Я зашёл домой, ополоснулся, одел шорты с рубашкой, сандалии, взял рубль, который мне оставила мама, «это на опохмелку что ль она мне оставила?» — пронеслось в голове и вышел.
* * *
Мы доехали до кафешки, но она открывалась в десять часов. На часах же сейчас, было лишь девять.
— Ладно, давай тут поговорим, пока не открылась, — сказал я. — Ты английский, кстати знаешь?
— Ну да. У меня по нему пять.
— А почему вчера не поправил?
— Не хотел мешать, — пожал плечами Сева.
— Хорошо. Теперь такой вопрос. Ты знаешь кого-нибудь, кто хорошо играет на клавишах, ни или как там он называться, на электрооргане? Ну или на пианино, — задал я интересующий меня вопрос. Сева напрягся.
— Расслабься. К твоей игре претензий нет, ты молодец. Дело в том, что нам нужен ещё минимум один клавишник, хотя бы для записи. Вряд ли мы найдём магнитофон с несколькими дорожками. Поэтому, чтобы «моя» музыка нормально звучала, нужно как минимум два синтезатора. Придётся писать сразу всем вместе.

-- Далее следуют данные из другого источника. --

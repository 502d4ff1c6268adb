pub mod config;
pub mod errors;
pub mod models;
pub mod traits;

pub use config::*;
pub use errors::*;
pub use models::{
    DispatchMessage, LogEntry, LogStatus, OperationLog, ScheduleData, ScheduleDefinition,
    ScheduleRecord, StatusReport, TaskOperation, TaskRequest, TrackingEntry, TrackingStatus,
};
pub use traits::{
    JobHandler, MessagePublisher, ReportOutcome, ScheduleRegistry, ScheduleRepository,
    StatusReporter, TrackingRepository,
};

/// 统一的Result类型
pub type SchedulerResult<T> = std::result::Result<T, SchedulerError>;
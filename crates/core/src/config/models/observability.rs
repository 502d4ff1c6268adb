use serde::{Deserialize, Serialize};

#[derive(Debug, Clone, Serialize, Deserialize)]
#[serde(default)]
pub struct ObservabilityConfig {
    pub log_level: String,
    pub log_format: String,
    pub metrics_enabled: bool,
    pub metrics_bind_address: String,
}

impl Default for ObservabilityConfig {
    fn default() -> Self {
        Self {
            log_level: "info".to_string(),
            log_format: "pretty".to_string(),
            metrics_enabled: false,
            metrics_bind_address: "0.0.0.0:9464".to_string(),
        }
    }
}

impl ObservabilityConfig {
    pub fn validate(&self) -> anyhow::Result<()> {
        let valid_levels = ["trace", "debug", "info", "warn", "error"];
        if !valid_levels.contains(&self.log_level.as_str()) {
            return Err(anyhow::anyhow!(
                "无效的日志级别: {}，支持的级别: {:?}",
                self.log_level,
                valid_levels
            ));
        }

        let valid_formats = ["json", "pretty"];
        if !valid_formats.contains(&self.log_format.as_str()) {
            return Err(anyhow::anyhow!(
                "无效的日志格式: {}，支持的格式: {:?}",
                self.log_format,
                valid_formats
            ));
        }

        if self.metrics_enabled && self.metrics_bind_address.parse::<std::net::SocketAddr>().is_err() {
            return Err(anyhow::anyhow!(
                "无效的指标监听地址: {}",
                self.metrics_bind_address
            ));
        }

        Ok(())
    }
}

— Юля умеет на пианино. Она неплохо играет. Может быть справиться? Хотя, ей же петь надо будет.
— Ну где поет мы ей попроще партию дадим. А, впрочем,… нет. Некрасиво смотрится на сцене поющий пианист. Нет драйва. Нет вербального общения с залом. Нет энергетики. Нет «экшена»!
— «Экшена», — эхом произнёс Сева, и уставился вперед.
— Нет «мяса» короче!
— Ты шпион? — как-то буднично и с ноткой утверждения в голосе, спросил Сева.
— Короче Сева… Открываю тебе тайну и больше ты такого плана вопросов мне не задаёшь! Ок?! Тогда слушай. Нет я не шпион, не Бог и не дьявол, — начал я очередное «причёсывание». — Дело в том, что пять лет назад я испытал сильный стресс, увидев в лесу огромного медведя. Потерял сознание и проспал в летаргическом сне три дня. Моя душа как бы вылетела из тела. Все три дня я был не на земле, а где-то ещё… не здесь, не в нашем мире… — вещал я «правду» ошарашенному собеседнику. — Я видел свет. Он лучился ото всюду. Я слышал голоса, они звали меня. Мои родные подумали, что я впал в кому и скоро умру. Но на четвёртые сутки я проснулся и понял, чего я хочу от жизни. Для этого мне нужен был учитель… Тут то и появился он — цыган. Ну об этом я вчера рассказал, — прервался я, чтобы Сева, пришёл в себя, перестал на меня «глазеть во все глаза» и закрыл рот. — «Учиться, учиться и ещё раз учиться» — решил я тогда для себя. Музыкальная учеба, у цыгана, давалась легко. Я пытался, это скрывать, чтобы не выделяться, но неделю назад решил — «будь что будет».